昔は平凡な企業戦士、今は辣腕頑固老人の日常!

日頃の思いや鬱憤を吐露!無礼千万なコメントは削除。

天才肌の偉大な人

僕の先輩は、他の誰も真似できないような交渉術で、どんな難問も解決してしまう人だった。
普通なら進退窮まって泣き出したくなるよう場面でも、いつも笑顔を絶やさない。
彼の顧客への決め台詞は、「私を信じていただけませんか!」
問題が膠着状態になった時にこのセリフを吐くと、不思議と顧客は納得し、安心し、寄りかかってくる。
後で彼に具体的な方策を聞くと、「そんなのないよ、今から考える。だけどあの時には、そうとでも言わんと、帰れんだろう」と平然としている。
 
一度は、大ユーザーに対して破格の条件を一旦約束しておきながら、翌日白紙撤回したこともあった。
顧客の担当者から「もう社内を根回ししてしまったので、今更それは困るよ」と言われても、「さすがにこんな条件はヒドイと思うでしょう。昨日はできると思ったけど、よくよく考えるとこれはヒドイ」と、言い訳とも謝罪ともつかない説明をする。
「こんなことを約束したら、私は会社を馘になる。そうなると、うちの娘がお宅を恨みますよ。それは嫌でしょう」などと、突拍子もない脅し文句を並べ立て、とにかく商談の白紙撤回を要求する。
そのあまりの大胆な開き直りに、「モウ、アンタには敵わんな」と、相手が諦めてしまった。
それでも全ての顧客は、苦笑いをする程度で、絶対に彼を悪く言わない。
これは彼の人品骨柄が為せる業だが、いずれにしても彼にしかできない芸当だ。
 
顧客からは全面的に信頼されている彼だが、社内ではそんな仕事ぶりが評価されなかった。
会社は、論理性には程遠く、感性と人間性であらゆる問題を解決してしまう、彼独特のやり方が安心できなかったようだ。

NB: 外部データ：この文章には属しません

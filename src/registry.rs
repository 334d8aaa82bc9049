//! Request correlation registry.
//!
//! A caller registers an id, sends its query, then blocks in `wait` until
//! the transport reader resolves the id or the timeout passes. Every exit
//! path of `wait` removes the id's bookkeeping, so the registry never grows
//! with abandoned requests.

use std::collections::HashMap;
use std::sync::Arc;
use std::time::{Duration, Instant};

use parking_lot::{Condvar, Mutex};
use scopeguard::defer;
use tracing::trace;

use crate::value::Value;

#[derive(Debug)]
enum WaitState {
    Pending,
    Resolved(Value),
    Cancelled,
}

#[derive(Debug)]
struct Waiter {
    state: Mutex<WaitState>,
    signal: Condvar,
}

impl Waiter {
    fn new() -> Self {
        Self {
            state: Mutex::new(WaitState::Pending),
            signal: Condvar::new(),
        }
    }

    fn settle(&self, state: WaitState) {
        let mut slot = self.state.lock();
        if matches!(*slot, WaitState::Pending) {
            *slot = state;
            self.signal.notify_all();
        }
    }
}

/// Map of in-flight request ids to their wait primitives.
///
/// `resolve` is called from the transport reader thread while `wait` runs
/// on arbitrary caller threads; one mutex guards the map, each entry has
/// its own state lock so resolution never blocks behind a slow waiter.
pub struct PendingRequests {
    entries: Mutex<HashMap<String, Arc<Waiter>>>,
}

impl PendingRequests {
    pub fn new() -> Self {
        Self {
            entries: Mutex::new(HashMap::new()),
        }
    }

    /// Registers a waitable slot. Must happen before the request is sent,
    /// or a fast response could arrive with nothing to resolve.
    pub fn create(&self, id: &str) {
        self.entries
            .lock()
            .insert(id.to_string(), Arc::new(Waiter::new()));
    }

    /// Stores the value and wakes the waiter. Unknown ids (late or
    /// duplicate responses) are ignored.
    pub fn resolve(&self, id: &str, value: Value) {
        let waiter = self.entries.lock().get(id).cloned();
        match waiter {
            Some(waiter) => waiter.settle(WaitState::Resolved(value)),
            None => trace!(request_id = id, "response for unknown request id dropped"),
        }
    }

    /// Blocks up to `timeout` for the id to resolve.
    ///
    /// Returns `None` on timeout, cancellation, or an id that was never
    /// registered. The entry is removed before returning in every case.
    pub fn wait(&self, id: &str, timeout: Duration) -> Option<Value> {
        let waiter = self.entries.lock().get(id).cloned()?;
        defer! {
            self.entries.lock().remove(id);
        }

        let deadline = Instant::now() + timeout;
        let mut state = waiter.state.lock();
        loop {
            match std::mem::replace(&mut *state, WaitState::Pending) {
                WaitState::Resolved(value) => return Some(value),
                WaitState::Cancelled => return None,
                WaitState::Pending => {}
            }
            let now = Instant::now();
            if now >= deadline {
                return None;
            }
            waiter.signal.wait_for(&mut state, deadline - now);
        }
    }

    /// Wakes every outstanding waiter empty-handed and drops every entry,
    /// including ids that were created but never waited on. Used at
    /// shutdown so no caller hangs on a channel that will never respond
    /// again.
    pub fn clear(&self) {
        let waiters: Vec<Arc<Waiter>> = self
            .entries
            .lock()
            .drain()
            .map(|(_, waiter)| waiter)
            .collect();
        for waiter in waiters {
            waiter.settle(WaitState::Cancelled);
        }
    }

    #[cfg(test)]
    fn len(&self) -> usize {
        self.entries.lock().len()
    }
}

impl Default for PendingRequests {
    fn default() -> Self {
        Self::new()
    }
}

彼もまた、自分を理解できない人間なんか、どうしようもないバカに見えてしまう。
その為に、敢て社内向けの懇切丁寧な説明など軽んじて、「結果を出せば文句はないだろう」的なサラリーマン人生を貫き通した。
後輩から見ると、こんなに魅力的で頼もしい先輩はいない。
しかしそのやり方だと、社内では活躍の場が限定される。
「KKDは古い、彼は過去の遺物だ」と酷評されてもいた。
KKDとは、「経験、勘、度胸」のことで、まさしく彼を言い得て妙なりの言葉ではあったが。
 
天才肌の彼は、一見いい加減で何の努力をしていないように見えるが、数値は残す。
しかし余りに突出した才能は、それに到底及ばない平凡な人間からは、嫉妬の対象になってしまう。
現在は、そんな傑出した能力よりも、むしろ分かりやすく説明できる能力の方が重宝がられる時代だ。

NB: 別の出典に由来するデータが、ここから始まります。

#[cfg(test)]
mod tests {
    use super::*;
    use crate::tree::element::Element;
    use crate::tree::flatten::flatten;
    use crate::value::Value;

    const MAX: usize = 100;

    fn snap(tree: &Element) -> Snapshot {
        flatten(tree, MAX).expect("flatten")
    }

    fn text(content: &str) -> Element {
        Element::new("Text").prop("content", content)
    }

    #[test]
    fn identical_snapshots_diff_to_nothing() {
        let a = snap(&Element::new("Stack").child(text("x")).child(text("y")));
        let patches = diff(Some(&a), Some(&a.clone()), MAX).expect("diff");
        assert!(patches.is_empty());
    }

    #[test]
    fn null_old_bootstraps_with_one_replace() {
        let b = snap(&text("hello"));
        let patches = diff(None, Some(&b), MAX).expect("diff");
        assert_eq!(patches.len(), 1);
        match &patches[0] {
            Patch::Replace { id, nodes } => {
                assert_eq!(id, "0");
                assert_eq!(nodes, &b.nodes);
            }
            other => panic!("expected replace, got {other:?}"),
        }
    }

    #[test]
    fn null_new_tears_down_with_one_remove() {
        let a = snap(&text("bye"));
        let patches = diff(Some(&a), None, MAX).expect("diff");
        assert_eq!(patches, vec![Patch::Remove { id: "0".to_string() }]);
    }

    #[test]
    fn prop_change_is_exactly_one_props_patch() {
        let a = snap(&text("A"));
        let b = snap(&text("B"));
        let patches = diff(Some(&a), Some(&b), MAX).expect("diff");
        assert_eq!(patches.len(), 1);
        match &patches[0] {
            Patch::Props { id, props } => {
                assert_eq!(id, "0");
                assert_eq!(props.get("content"), Some(&Value::from("B")));
            }
            other => panic!("expected props, got {other:?}"),
        }
    }

    #[test]
    fn modifier_change_is_exactly_one_modifiers_patch() {
        use crate::protocol::Modifier;
        let a = snap(&text("A").modifier(Modifier::new("padding").arg("all", 4)));
        let b = snap(&text("A").modifier(Modifier::new("padding").arg("all", 8)));
        let patches = diff(Some(&a), Some(&b), MAX).expect("diff");
        assert_eq!(patches.len(), 1);
        assert!(matches!(&patches[0], Patch::Modifiers { id, .. } if id == "0"));
    }

    #[test]
    fn kind_change_replaces_whole_subtree() {
        let a = snap(&Element::new("Stack").child(Element::new("Text").child(text("inner"))));
        let b = snap(&Element::new("Stack").child(Element::new("Image").child(text("inner"))));
        let patches = diff(Some(&a), Some(&b), MAX).expect("diff");
        assert_eq!(patches.len(), 1);
        match &patches[0] {
            Patch::Replace { id, nodes } => {
                assert_eq!(id, "0.0");
                assert_eq!(nodes.len(), 2);
            }
            other => panic!("expected replace, got {other:?}"),
        }
    }

    #[test]
    fn root_id_change_is_a_full_replace() {
        let a = snap(&text("A"));
        let b = snap(&text("B").identity("fresh-root"));
        let patches = diff(Some(&a), Some(&b), MAX).expect("diff");
        assert_eq!(patches.len(), 1);
        assert!(matches!(&patches[0], Patch::Replace { id, .. } if id == "fresh-root"));
    }

    #[test]
    fn children_diff_over_the_symmetric_difference() {
        let a = snap(
            &Element::new("Stack")
                .child(text("keep").identity("keep"))
                .child(text("drop").identity("drop")),
        );
        let b = snap(
            &Element::new("Stack")
                .child(text("keep").identity("keep"))
                .child(text("add").identity("add")),
        );
        let patches = diff(Some(&a), Some(&b), MAX).expect("diff");
        assert_eq!(patches.len(), 2);
        let mut targets: Vec<&str> = patches.iter().map(Patch::target).collect();
        targets.sort();
        assert_eq!(targets, ["add", "drop"]);
        assert!(patches
            .iter()
            .any(|p| matches!(p, Patch::Remove { id } if id == "drop")));
        assert!(patches.iter().any(
            |p| matches!(p, Patch::Insert { id, slot: Slot::Child, .. } if id == "add")
        ));
    }

    #[test]
    fn background_swap_is_remove_plus_insert() {
        let a = snap(&Element::new("Stack").background(Element::new("Color").identity("bg-a")));
        let b = snap(&Element::new("Stack").background(Element::new("Image").identity("bg-b")));
        let patches = diff(Some(&a), Some(&b), MAX).expect("diff");
        assert_eq!(patches.len(), 2);
        assert!(patches
            .iter()
            .any(|p| matches!(p, Patch::Remove { id } if id == "bg-a")));
        assert!(patches.iter().any(
            |p| matches!(p, Patch::Insert { id, slot: Slot::Background, .. } if id == "bg-b")
        ));
    }

    #[test]
    fn apply_round_trips_a_realistic_edit() {
        let a = snap(
            &Element::new("Stack")
                .prop("spacing", 8)
                .child(text("title").identity("title"))
                .child(text("old body").identity("body"))
                .child(text("footer").identity("footer"))
                .overlay(Element::new("Spinner").identity("spin")),
        );
        let b = snap(
            &Element::new("Stack")
                .prop("spacing", 12)
                .child(text("title").identity("title"))
                .child(text("footer").identity("footer"))
                .child(
                    Element::new("Button")
                        .identity("cta")
                        .prop("label", "go")
                        .child(text("go").identity("cta-label")),
                ),
        );

        let patches = diff(Some(&a), Some(&b), MAX).expect("diff");
        let rebuilt = apply(&a, &patches).expect("apply");
        assert_eq!(rebuilt, b);
    }

    #[test]
    fn apply_round_trips_bootstrap() {
        let b = snap(&Element::new("Stack").child(text("x")));
        let patches = diff(None, Some(&b), MAX).expect("diff");
        let empty = Snapshot {
            nodes: vec![Node::new("stale", "Stale")],
            root_id: "stale".to_string(),
        };
        let rebuilt = apply(&empty, &patches).expect("apply");
        assert_eq!(rebuilt, b);
    }

    #[test]
    fn diff_is_order_independent_over_child_sets() {
        let a = snap(
            &Element::new("Stack")
                .child(text("1").identity("one"))
                .child(text("2").identity("two")),
        );
        let b = snap(
            &Element::new("Stack")
                .child(text("2").identity("two"))
                .child(text("1").identity("one")),
        );
        // Same id sets, same per-node content: nothing to say.
        let patches = diff(Some(&a), Some(&b), MAX).expect("diff");
        assert!(patches.is_empty());
    }
}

他人の追随を許さない能力よりも、誰もが真似できる標準型の能力を求める。
結果として、小粒な能吏が幅を利かせ、我が儘な大物は排除されてしまう。
彼が、顧客への気遣いの半分でも、イヤ三分の一でもいいから社内に配慮してくれたらとか、もっとうまく立ち回ってくれればとか思ったりもしたが、もしもそうなると彼が彼でなくなってしまう。
 
それでも、彼のような天才肌の人間を知ったのは、大変有意義だった。
彼と仕事で初めてチームを組んだ時に、彼が発した「我々は一流の客を相手し仕事をするのだから、我々も一流になろう」との言葉が忘れられない。

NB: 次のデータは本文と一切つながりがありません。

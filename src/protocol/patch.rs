//! Incremental-update vocabulary.

use std::collections::BTreeMap;

use serde::{Deserialize, Serialize};

use crate::protocol::node::{Modifier, Node};
use crate::value::Value;

/// Which reference slot of the parent an inserted subtree occupies.
#[derive(Debug, Clone, Copy, PartialEq, Eq, Serialize, Deserialize)]
pub enum Slot {
    Child,
    Background,
    Overlay,
    ContextMenu,
}

/// One minimal mutation transforming a snapshot at a given id.
///
/// `Replace` and `Insert` carry the whole flat subtree, root first, so the
/// host never has to ask for missing nodes.
#[derive(Debug, Clone, PartialEq, Serialize, Deserialize)]
pub enum Patch {
    Replace {
        id: String,
        nodes: Vec<Node>,
    },
    Props {
        id: String,
        props: BTreeMap<String, Value>,
    },
    Modifiers {
        id: String,
        modifiers: Vec<Modifier>,
    },
    Insert {
        id: String,
        slot: Slot,
        nodes: Vec<Node>,
    },
    Remove {
        id: String,
    },
}

impl Patch {
    /// The id of the node this patch targets.
    pub fn target(&self) -> &str {
        match self {
            Patch::Replace { id, .. }
            | Patch::Props { id, .. }
            | Patch::Modifiers { id, .. }
            | Patch::Insert { id, .. }
            | Patch::Remove { id } => id,
        }
    }
}
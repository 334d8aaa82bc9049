//! Render scheduling.
//!
//! Any number of mutation sites may call `request_render`; the dedicated
//! scheduler loop collapses every request arriving before or during an
//! in-flight render into a single subsequent pass, and throttles passes to
//! a minimum inter-frame interval. State machine: Idle -> Requested ->
//! Rendering -> Idle.

use std::sync::atomic::{AtomicBool, Ordering};
use std::sync::Arc;
use std::thread;
use std::time::Duration;

use parking_lot::{Condvar, Mutex};
use tracing::warn;

use crate::error::BridgeError;

pub type RenderFn = Arc<dyn Fn() -> Result<(), BridgeError> + Send + Sync>;

struct Shared {
    requested: Mutex<bool>,
    wake: Condvar,
    running: AtomicBool,
    /// Excludes a scheduler-triggered render and a synchronous
    /// `render_now` from ever running concurrently.
    render_gate: Mutex<()>,
}

pub struct RenderScheduler {
    shared: Arc<Shared>,
    render: RenderFn,
    handle: Mutex<Option<thread::JoinHandle<()>>>,
}

impl RenderScheduler {
    /// Starts the scheduler loop. `poll` bounds the idle wait so shutdown
    /// is observed promptly; `min_interval` caps the frame rate.
    pub fn spawn(poll: Duration, min_interval: Duration, render: RenderFn) -> Self {
        let shared = Arc::new(Shared {
            requested: Mutex::new(false),
            wake: Condvar::new(),
            running: AtomicBool::new(true),
            render_gate: Mutex::new(()),
        });

        let loop_shared = Arc::clone(&shared);
        let loop_render = Arc::clone(&render);
        let handle = thread::spawn(move || {
            scheduler_loop(loop_shared, loop_render, poll, min_interval);
        });

        Self {
            shared,
            render,
            handle: Mutex::new(Some(handle)),
        }
    }

    /// Cheap, non-blocking signal; callable from any thread. Multiple calls
    /// while a render is pending or running collapse into one pass.
    pub fn request_render(&self) {
        *self.shared.requested.lock() = true;
        self.shared.wake.notify_one();
    }

    /// Runs one render synchronously, excluded against the loop. Used for
    /// the initial render at startup.
    pub fn render_now(&self) -> Result<(), BridgeError> {
        let _gate = self.shared.render_gate.lock();
        (self.render)()
    }

    /// Stops the loop. Sets the signal one last time so the loop wakes
    /// immediately instead of riding out its poll timeout. Idempotent.
    pub fn shutdown(&self) {
        self.shared.running.store(false, Ordering::SeqCst);
        *self.shared.requested.lock() = true;
        self.shared.wake.notify_one();

        let handle = self.handle.lock().take();
        if let Some(handle) = handle {
            let _ = handle.join();
        }
    }
}

impl Drop for RenderScheduler {
    fn drop(&mut self) {
        self.shutdown();
    }
}

fn scheduler_loop(shared: Arc<Shared>, render: RenderFn, poll: Duration, min_interval: Duration) {
    while shared.running.load(Ordering::SeqCst) {
        {
            let mut requested = shared.requested.lock();
            if !*requested {
                shared.wake.wait_for(&mut requested, poll);
            }
            if !shared.running.load(Ordering::SeqCst) {
                return;
            }
            if !*requested {
                continue;
            }
            // Clearing before rendering: requests arriving during the
            // render mark the flag again and produce one more pass.
            *requested = false;
        }

        {
            let _gate = shared.render_gate.lock();
            if let Err(err) = render() {
                warn!(error = %err, "render pass failed, waiting for next request");
            }
        }

        thread::sleep(min_interval);
    }
}

#[cfg(test)]
mod tests {
    use super::*;
    use std::sync::mpsc;
    use std::time::Instant;

    /// Render fn that reports each start and blocks until released.
    fn gated_render() -> (RenderFn, mpsc::Receiver<()>, mpsc::Sender<()>) {
        let (started_tx, started_rx) = mpsc::channel();
        let (release_tx, release_rx) = mpsc::channel::<()>();
        let release_rx = Mutex::new(release_rx);
        let render: RenderFn = Arc::new(move || {
            started_tx.send(()).expect("report start");
            release_rx.lock().recv().expect("await release");
            Ok(())
        });
        (render, started_rx, release_tx)
    }

    #[test]
    fn fifty_requests_coalesce_into_one_subsequent_render() {
        let (render, started, release) = gated_render();
        let scheduler = RenderScheduler::spawn(
            Duration::from_millis(50),
            Duration::ZERO,
            render,
        );

        scheduler.request_render();
        started
            .recv_timeout(Duration::from_secs(5))
            .expect("first render starts");

        // The loop is now blocked inside the render. Everything below must
        // collapse into exactly one more pass.
        for _ in 0..50 {
            scheduler.request_render();
        }
        release.send(()).expect("release first");

        started
            .recv_timeout(Duration::from_secs(5))
            .expect("coalesced render starts");
        release.send(()).expect("release second");

        // No third pass without a new request.
        assert!(started.recv_timeout(Duration::from_millis(300)).is_err());

        release.send(()).ok();
        scheduler.shutdown();
    }

    #[test]
    fn render_failure_does_not_stop_the_loop() {
        let failed = Arc::new(AtomicBool::new(false));
        let failed_once = Arc::clone(&failed);
        let (done_tx, done_rx) = mpsc::channel();
        let render: RenderFn = Arc::new(move || {
            if !failed_once.swap(true, Ordering::SeqCst) {
                return Err(BridgeError::DepthExceeded {
                    depth: 101,
                    max_depth: 100,
                });
            }
            done_tx.send(()).expect("report success");
            Ok(())
        });

        let scheduler =
            RenderScheduler::spawn(Duration::from_millis(20), Duration::ZERO, render);
        scheduler.request_render();
        thread::sleep(Duration::from_millis(50));
        scheduler.request_render();

        done_rx
            .recv_timeout(Duration::from_secs(5))
            .expect("loop survived the failed pass");
        scheduler.shutdown();
    }

    #[test]
    fn shutdown_wakes_the_loop_immediately() {
        let render: RenderFn = Arc::new(|| Ok(()));
        let scheduler = RenderScheduler::spawn(Duration::from_secs(60), Duration::ZERO, render);

        let started = Instant::now();
        scheduler.shutdown();
        assert!(started.elapsed() < Duration::from_secs(5));
    }

    #[test]
    fn render_now_is_synchronous() {
        let count = Arc::new(Mutex::new(0));
        let counter = Arc::clone(&count);
        let render: RenderFn = Arc::new(move || {
            *counter.lock() += 1;
            Ok(())
        });
        let scheduler =
            RenderScheduler::spawn(Duration::from_millis(50), Duration::ZERO, render);

        scheduler.render_now().expect("render");
        assert_eq!(*count.lock(), 1);
        scheduler.shutdown();
    }
}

この言葉はその後、会社員としてだけではなく、人間としても自分の目標になったものだ。
勿論その結果として、一流の人間になったとの大それた思いはない。
しかし、一流の人間を目指して努力したことは、自信を持って言い切れるからだ。
 
仕事は駅伝かリレーみたいなもの、各々は、自分の責任区間に全力を尽くすことしかない。
次のランナーにタスキを渡す時に、それまでよりも少しでも走りやすい環境になる努力を重ねる。
彼の生き様ややり方は、凡人には到底真似できない。
ならば彼から受けたタスキを僕なりのやり方にアレンジし、それを後輩に伝えることが、僕に与えられた仕事であり、使命だった。
そう思わせる、偉大な先輩だった。